'Politics should be the lifestyle of every single person': Hajer Sharief


March 16, 2020

'Politics should be the lifestyle of every single person': Hajer Sharief


From wanting to become a surgeon, like the protagonists of her favourite TV series Grey’s Anatomy, to combating violent extremism by improving political participation of women and the youth, Hajer Sharief has come a long way. She was a 19-year-old medical student in Tripoli, the capital of Libya, when the hospital nearby ran out of staff to manage casualties of the ongoing civil war. She worked at the hospital for over a month, and at the end of it, was clear about one thing: Revolution and change is all good, but people first need to actively participate in building the democratic system they wish for. She co-founded Together We Build It, an organisation working for human rights, gender equality and political participation, especially of the youth.

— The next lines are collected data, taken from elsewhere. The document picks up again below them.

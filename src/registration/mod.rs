mod pipeline;

pub use pipeline::{PipelineConfig, RegistrationPipeline, RegistrationResult};
pub mod attendance;
pub mod camera;
pub mod db;
pub mod error;
pub mod events;
pub mod models;
pub mod registration;
pub mod settings;
pub mod sync;
pub mod utils;

use std::sync::Arc;

use anyhow::{Context, Result};
use log::{info, warn};
use tokio::io::{AsyncBufReadExt, BufReader};

use camera::{FrameSource, StillImageFrameSource};
use db::{AttendanceStore, Database};
use models::RecordType;
use registration::{PipelineConfig, RegistrationPipeline, RegistrationResult};
use settings::SettingsStore;
use sync::{Outbox, ReconciliationController, SyncClient, TransportFactory};
use utils::SystemClock;

/// Runs the punch terminal: employee ids are read from stdin, one per line,
/// until EOF or Ctrl-C. Pending records keep syncing in the background.
pub async fn run() -> Result<()> {
    utils::logging::init();
    info!("timeclock starting up...");

    let data_dir = settings::data_dir()?;
    std::fs::create_dir_all(&data_dir)
        .with_context(|| format!("failed to create data directory {}", data_dir.display()))?;

    let settings_store = SettingsStore::new(data_dir.join("settings.json"))?;
    let settings = settings_store.current();

    let database = Database::open(data_dir.join("timeclock.sqlite3"))?;
    let store: Arc<dyn AttendanceStore> = Arc::new(database);

    let transport = TransportFactory::new(settings.api.clone()).timesheet()?;
    let client = SyncClient::from_settings(
        Arc::new(transport),
        &settings.resilience,
        settings.device_id.clone(),
    );
    let (events, _) = events::channel();
    let outbox = Arc::new(Outbox::new(store.clone(), Arc::new(client), events.clone()));

    let mut reconciliation = ReconciliationController::new();
    reconciliation.start(outbox.clone(), settings.reconcile_interval())?;

    let camera = Arc::new(StillImageFrameSource::new(settings.camera_image.clone()));
    if !camera.is_available() {
        warn!(
            "no camera image configured in {}; punches will be refused",
            settings_store.path().display()
        );
    }

    let pipeline = RegistrationPipeline::new(
        PipelineConfig::from_settings(&settings, &data_dir),
        store,
        outbox,
        camera,
        Arc::new(SystemClock),
        events,
    );

    let outcome = punch_terminal(&pipeline).await;
    reconciliation.stop().await?;
    info!("timeclock stopped");
    outcome
}

async fn punch_terminal(pipeline: &RegistrationPipeline) -> Result<()> {
    let mut lines = BufReader::new(tokio::io::stdin()).lines();
    let interrupt = tokio::signal::ctrl_c();
    tokio::pin!(interrupt);

    println!("Enter an employee id to register a punch (Ctrl-D to quit).");
    loop {
        tokio::select! {
            line = lines.next_line() => {
                let Some(line) = line.context("failed to read from stdin")? else {
                    break;
                };
                let employee_id = line.trim();
                if employee_id.is_empty() {
                    continue;
                }
                let result = pipeline.register(employee_id).await;
                println!("{}", describe(employee_id, &result));
            }
            _ = &mut interrupt => {
                info!("interrupt received, shutting down");
                break;
            }
        }
    }
    Ok(())
}

fn describe(employee_id: &str, result: &RegistrationResult) -> String {
    match (result.created_type, &result.error_message) {
        (Some(record_type), _) if result.success => {
            format!("{employee_id}: {} registered", label(record_type))
        }
        (_, Some(message)) => format!("{employee_id}: {message}"),
        _ => format!("{employee_id}: punch not registered"),
    }
}

fn label(record_type: RecordType) -> &'static str {
    match record_type {
        RecordType::Entry => "entry",
        RecordType::BreakStart => "break start",
        RecordType::BreakEnd => "break end",
        RecordType::Exit => "exit",
    }
}
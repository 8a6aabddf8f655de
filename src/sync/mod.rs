//! Delivery of locally recorded punches to the remote timesheet service.

pub mod client;
mod controller;
mod outbox;
mod payload;
pub mod resilience;
mod transport;
mod worker;

pub use client::SyncClient;
pub use controller::ReconciliationController;
pub use outbox::{Delivery, Outbox};
pub use payload::{PunchPayload, RegisterResponse};
pub use resilience::{BreakerState, CircuitBreaker, RetryPolicy};
pub use transport::{HttpTransport, Transport, TransportFactory, TransportResponse};
pub use worker::{reconciliation_loop, run_cycle, CycleReport, DEFAULT_RECONCILE_INTERVAL};
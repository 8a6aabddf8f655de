//! Notifications emitted by the punch flow and the outbox.
//!
//! Producers hold a `broadcast::Sender` handed to them at construction; a
//! terminal, display, or message bus subscribes with `Sender::subscribe`.

use chrono::{DateTime, Utc};
use serde::Serialize;
use tokio::sync::broadcast;

use crate::models::RecordType;

const EVENT_CHANNEL_CAPACITY: usize = 64;

#[derive(Debug, Clone, Serialize, PartialEq)]
#[serde(tag = "kind", rename_all = "camelCase")]
pub enum PunchEvent {
    #[serde(rename_all = "camelCase")]
    Registered {
        record_id: String,
        employee_id: String,
        record_type: RecordType,
        at: DateTime<Utc>,
    },
    #[serde(rename_all = "camelCase")]
    Rejected {
        employee_id: String,
        message: String,
        at: DateTime<Utc>,
    },
    #[serde(rename_all = "camelCase")]
    Synced {
        record_id: String,
        employee_id: String,
        at: DateTime<Utc>,
    },
}

pub type EventSender = broadcast::Sender<PunchEvent>;

pub fn channel() -> (EventSender, broadcast::Receiver<PunchEvent>) {
    broadcast::channel(EVENT_CHANNEL_CAPACITY)
}

/// Fire-and-forget: having no subscribers is normal.
pub fn emit(sender: &EventSender, event: PunchEvent) {
    let _ = sender.send(event);
}
use std::sync::Arc;

use tokio::time::{Duration, MissedTickBehavior};
use tokio_util::sync::CancellationToken;

use crate::error::PersistenceError;

use super::outbox::{Delivery, Outbox};

// Set to false to silence routine cycle logging
const ENABLE_LOGS: bool = true;

use crate::{log_debug, log_error, log_info, log_warn};

pub const DEFAULT_RECONCILE_INTERVAL: Duration = Duration::from_secs(60);

/// Outcome of one pass over the Pending backlog.
#[derive(Debug, Default, Clone, Copy, PartialEq, Eq)]
pub struct CycleReport {
    pub attempted: usize,
    pub synced: usize,
    pub still_pending: usize,
    pub skipped: usize,
    pub errors: usize,
    pub cancelled: bool,
}

/// Re-delivers Pending records until `cancel_token` fires.
///
/// The first cycle runs immediately so a backlog left by a previous run is
/// picked up at startup. A failing or panicking cycle is logged and the loop
/// carries on with the next tick.
pub async fn reconciliation_loop(
    outbox: Arc<Outbox>,
    interval: Duration,
    cancel_token: CancellationToken,
) {
    let mut ticker = tokio::time::interval(interval);
    ticker.set_missed_tick_behavior(MissedTickBehavior::Delay);
    log_info!(
        "reconciliation loop started (interval {}s)",
        interval.as_secs_f64()
    );

    loop {
        tokio::select! {
            _ = ticker.tick() => {
                // Own task so a panic inside a cycle surfaces as a JoinError here.
                let cycle = tokio::spawn({
                    let outbox = outbox.clone();
                    let token = cancel_token.clone();
                    async move { run_cycle(&outbox, &token).await }
                });

                match cycle.await {
                    Ok(Ok(report)) if report.attempted > 0 => log_info!(
                        "reconciliation cycle: {} attempted, {} synced, {} still pending, {} skipped, {} errors",
                        report.attempted, report.synced, report.still_pending, report.skipped, report.errors
                    ),
                    Ok(Ok(_)) => log_debug!("reconciliation cycle: nothing pending"),
                    Ok(Err(err)) => log_error!("reconciliation cycle failed: {err}"),
                    Err(err) => log_error!("reconciliation cycle aborted: {err}"),
                }
            }
            _ = cancel_token.cancelled() => {
                log_info!("reconciliation loop shutting down");
                break;
            }
        }
    }
}

/// Attempts every Pending record once, oldest first.
///
/// A record that fails stays Pending and the pass moves on to the next one.
/// Only failing to read the backlog itself fails the cycle. Cancellation stops
/// the pass before the next record, never in the middle of one.
pub async fn run_cycle(
    outbox: &Outbox,
    cancel_token: &CancellationToken,
) -> Result<CycleReport, PersistenceError> {
    let mut report = CycleReport::default();
    if cancel_token.is_cancelled() {
        report.cancelled = true;
        return Ok(report);
    }

    let pending = outbox.pending().await?;
    if !pending.is_empty() {
        log_info!("found {} pending record(s) to sync", pending.len());
    }

    for record in &pending {
        // Checked between records only; a delivery that has started runs to
        // completion so an accepted submission is always recorded as Synced.
        if cancel_token.is_cancelled() {
            report.cancelled = true;
            break;
        }

        report.attempted += 1;
        match outbox.deliver(record).await {
            Ok(Delivery::Synced) => report.synced += 1,
            Ok(Delivery::Pending) => report.still_pending += 1,
            Ok(Delivery::AlreadySynced | Delivery::InFlight) => report.skipped += 1,
            Err(err) => {
                report.errors += 1;
                log_warn!("could not reconcile record {}: {err}", record.id);
            }
        }
    }

    Ok(report)
}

Sharief, 27, was nominated for the Nobel Peace Prize alongside Ethiopian Prime Minister Abiy Ahmed Ali [who won] and Swedish teen climate activist Greta Thunberg last year. She was in Mumbai recently as a speaker at TEDxGateway, and in an interview with Forbes India, spoke about the resurgence of politics in educational campuses across India, the need for more women in electoral decision-making, and why people need to speak up against religious extremism and exclusion. Edited excerpts:

Q. There is a re-politicisation of students and educational campuses across India. What can the youth teach their elders about politics?

Previous generations did not have many direct mechanisms to influence political systems or decision-makers. Sometimes, this led to revolutions where the established political order was overthrown.

The context has changed now. Social media, for example, has a tremendous impact on politicians and the establishment. Until recently, young people were not interested in voting or in understanding what was going on. But now, they are finding their voice, conveying their opinions collectively and putting pressure on politicians to sit up and take notice.